(Dataset entries)

========

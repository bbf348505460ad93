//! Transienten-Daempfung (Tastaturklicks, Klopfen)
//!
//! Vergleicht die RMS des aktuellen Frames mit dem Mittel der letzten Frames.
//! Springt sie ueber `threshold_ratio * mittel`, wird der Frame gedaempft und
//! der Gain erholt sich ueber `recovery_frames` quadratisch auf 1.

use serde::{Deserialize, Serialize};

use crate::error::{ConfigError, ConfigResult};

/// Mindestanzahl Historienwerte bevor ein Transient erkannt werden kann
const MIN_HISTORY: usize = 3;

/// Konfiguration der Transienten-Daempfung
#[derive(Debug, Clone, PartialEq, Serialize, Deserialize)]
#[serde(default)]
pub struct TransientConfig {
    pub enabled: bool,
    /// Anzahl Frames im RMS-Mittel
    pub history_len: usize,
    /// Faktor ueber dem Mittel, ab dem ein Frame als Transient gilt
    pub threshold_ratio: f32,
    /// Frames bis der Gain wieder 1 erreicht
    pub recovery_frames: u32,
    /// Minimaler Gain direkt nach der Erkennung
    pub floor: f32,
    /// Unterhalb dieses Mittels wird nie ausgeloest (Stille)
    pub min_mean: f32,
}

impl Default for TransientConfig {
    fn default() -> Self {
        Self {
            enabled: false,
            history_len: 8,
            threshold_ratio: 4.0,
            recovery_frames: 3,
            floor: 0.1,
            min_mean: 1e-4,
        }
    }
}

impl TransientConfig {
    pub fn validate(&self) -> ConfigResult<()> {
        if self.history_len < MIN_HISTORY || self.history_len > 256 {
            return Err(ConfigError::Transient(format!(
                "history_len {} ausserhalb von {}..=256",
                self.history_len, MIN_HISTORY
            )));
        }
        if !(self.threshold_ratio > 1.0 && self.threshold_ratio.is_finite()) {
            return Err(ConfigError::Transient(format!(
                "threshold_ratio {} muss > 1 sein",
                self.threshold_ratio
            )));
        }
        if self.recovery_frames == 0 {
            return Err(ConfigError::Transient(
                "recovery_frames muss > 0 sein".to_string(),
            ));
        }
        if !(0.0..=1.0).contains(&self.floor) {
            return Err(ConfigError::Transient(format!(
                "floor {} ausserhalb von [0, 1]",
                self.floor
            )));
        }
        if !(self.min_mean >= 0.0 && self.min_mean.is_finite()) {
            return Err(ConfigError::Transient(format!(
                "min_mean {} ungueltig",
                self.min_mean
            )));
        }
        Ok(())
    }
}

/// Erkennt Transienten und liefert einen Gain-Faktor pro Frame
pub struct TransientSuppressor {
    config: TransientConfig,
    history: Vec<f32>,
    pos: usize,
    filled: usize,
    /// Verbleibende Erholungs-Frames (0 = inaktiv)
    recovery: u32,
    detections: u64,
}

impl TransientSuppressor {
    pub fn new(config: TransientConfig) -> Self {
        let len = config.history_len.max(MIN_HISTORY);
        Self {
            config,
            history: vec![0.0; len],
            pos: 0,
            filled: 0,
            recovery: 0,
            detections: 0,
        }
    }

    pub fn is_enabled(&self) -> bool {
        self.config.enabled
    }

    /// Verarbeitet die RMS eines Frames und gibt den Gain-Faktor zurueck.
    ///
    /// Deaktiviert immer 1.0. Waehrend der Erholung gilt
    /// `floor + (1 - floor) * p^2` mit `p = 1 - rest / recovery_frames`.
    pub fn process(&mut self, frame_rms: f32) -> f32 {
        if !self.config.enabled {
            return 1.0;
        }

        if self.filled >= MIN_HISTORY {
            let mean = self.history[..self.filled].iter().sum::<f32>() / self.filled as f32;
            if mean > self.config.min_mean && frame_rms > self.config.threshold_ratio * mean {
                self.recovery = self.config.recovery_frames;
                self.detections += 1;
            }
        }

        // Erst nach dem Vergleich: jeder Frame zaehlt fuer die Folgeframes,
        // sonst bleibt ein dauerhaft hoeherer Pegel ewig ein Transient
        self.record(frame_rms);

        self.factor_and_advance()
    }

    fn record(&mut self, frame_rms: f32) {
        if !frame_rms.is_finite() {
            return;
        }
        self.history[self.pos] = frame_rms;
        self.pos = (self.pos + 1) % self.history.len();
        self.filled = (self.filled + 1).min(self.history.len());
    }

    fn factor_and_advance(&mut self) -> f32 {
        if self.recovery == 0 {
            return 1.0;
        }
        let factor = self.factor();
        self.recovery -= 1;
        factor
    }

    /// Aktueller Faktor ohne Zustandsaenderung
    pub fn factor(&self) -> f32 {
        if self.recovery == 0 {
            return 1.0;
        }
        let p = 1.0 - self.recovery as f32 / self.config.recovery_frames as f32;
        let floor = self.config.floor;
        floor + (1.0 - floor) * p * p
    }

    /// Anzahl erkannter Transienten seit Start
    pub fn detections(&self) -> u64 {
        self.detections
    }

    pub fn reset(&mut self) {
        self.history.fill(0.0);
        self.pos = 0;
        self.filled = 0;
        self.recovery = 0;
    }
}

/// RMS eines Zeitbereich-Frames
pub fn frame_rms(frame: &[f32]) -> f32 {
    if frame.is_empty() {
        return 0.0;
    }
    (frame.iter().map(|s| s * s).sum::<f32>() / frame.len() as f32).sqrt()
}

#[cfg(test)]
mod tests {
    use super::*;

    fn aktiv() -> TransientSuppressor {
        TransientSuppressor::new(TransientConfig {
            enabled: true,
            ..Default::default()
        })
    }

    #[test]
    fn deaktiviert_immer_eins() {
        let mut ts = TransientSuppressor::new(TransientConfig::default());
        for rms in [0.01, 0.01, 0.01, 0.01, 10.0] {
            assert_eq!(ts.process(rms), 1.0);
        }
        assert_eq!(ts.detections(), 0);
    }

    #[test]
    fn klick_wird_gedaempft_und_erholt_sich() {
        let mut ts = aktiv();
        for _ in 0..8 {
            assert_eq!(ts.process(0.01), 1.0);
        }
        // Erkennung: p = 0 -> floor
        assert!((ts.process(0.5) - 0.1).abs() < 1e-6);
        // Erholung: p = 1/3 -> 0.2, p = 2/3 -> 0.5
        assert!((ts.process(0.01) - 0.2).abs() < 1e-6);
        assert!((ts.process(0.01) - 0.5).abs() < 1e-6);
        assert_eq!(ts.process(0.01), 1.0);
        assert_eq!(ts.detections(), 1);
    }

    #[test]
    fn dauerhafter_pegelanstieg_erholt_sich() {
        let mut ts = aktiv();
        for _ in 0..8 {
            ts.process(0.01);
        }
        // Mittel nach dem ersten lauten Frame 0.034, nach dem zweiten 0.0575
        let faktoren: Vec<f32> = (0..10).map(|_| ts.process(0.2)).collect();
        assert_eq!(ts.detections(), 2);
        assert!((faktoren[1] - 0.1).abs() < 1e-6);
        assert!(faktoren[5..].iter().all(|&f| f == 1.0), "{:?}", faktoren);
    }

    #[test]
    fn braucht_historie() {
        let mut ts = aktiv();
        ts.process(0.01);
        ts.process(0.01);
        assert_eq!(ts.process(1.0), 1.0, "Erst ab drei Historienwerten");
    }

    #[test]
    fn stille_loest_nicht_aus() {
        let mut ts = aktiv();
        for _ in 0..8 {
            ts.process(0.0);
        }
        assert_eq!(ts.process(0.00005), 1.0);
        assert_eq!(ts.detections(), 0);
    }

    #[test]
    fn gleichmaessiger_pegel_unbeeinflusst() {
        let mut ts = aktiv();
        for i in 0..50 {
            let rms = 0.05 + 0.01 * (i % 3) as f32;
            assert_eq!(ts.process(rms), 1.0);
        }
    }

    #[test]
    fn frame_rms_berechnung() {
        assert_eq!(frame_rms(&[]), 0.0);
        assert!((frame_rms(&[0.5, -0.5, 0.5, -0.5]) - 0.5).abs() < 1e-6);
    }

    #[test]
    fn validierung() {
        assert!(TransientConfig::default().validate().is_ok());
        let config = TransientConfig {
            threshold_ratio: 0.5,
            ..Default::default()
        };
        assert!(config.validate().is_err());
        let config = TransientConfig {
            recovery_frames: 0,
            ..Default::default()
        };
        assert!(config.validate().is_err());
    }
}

========

* **Work instruction**: Take exactly the lines from the one containing "self.history.fill(0.0);" through the one containing "assert!((ts.process(0.5) - 0.1).abs()" in the data above, and output them with nothing added.

* **Written response**:
        self.history.fill(0.0);
        self.pos = 0;
        self.filled = 0;
        self.recovery = 0;
    }
}

/// RMS eines Zeitbereich-Frames
pub fn frame_rms(frame: &[f32]) -> f32 {
    if frame.is_empty() {
        return 0.0;
    }
    (frame.iter().map(|s| s * s).sum::<f32>() / frame.len() as f32).sqrt()
}

#[cfg(test)]
mod tests {
    use super::*;

    fn aktiv() -> TransientSuppressor {
        TransientSuppressor::new(TransientConfig {
            enabled: true,
            ..Default::default()
        })
    }

    #[test]
    fn deaktiviert_immer_eins() {
        let mut ts = TransientSuppressor::new(TransientConfig::default());
        for rms in [0.01, 0.01, 0.01, 0.01, 10.0] {
            assert_eq!(ts.process(rms), 1.0);
        }
        assert_eq!(ts.detections(), 0);
    }

    #[test]
    fn klick_wird_gedaempft_und_erholt_sich() {
        let mut ts = aktiv();
        for _ in 0..8 {
            assert_eq!(ts.process(0.01), 1.0);
        }
        // Erkennung: p = 0 -> floor
        assert!((ts.process(0.5) - 0.1).abs() < 1e-6);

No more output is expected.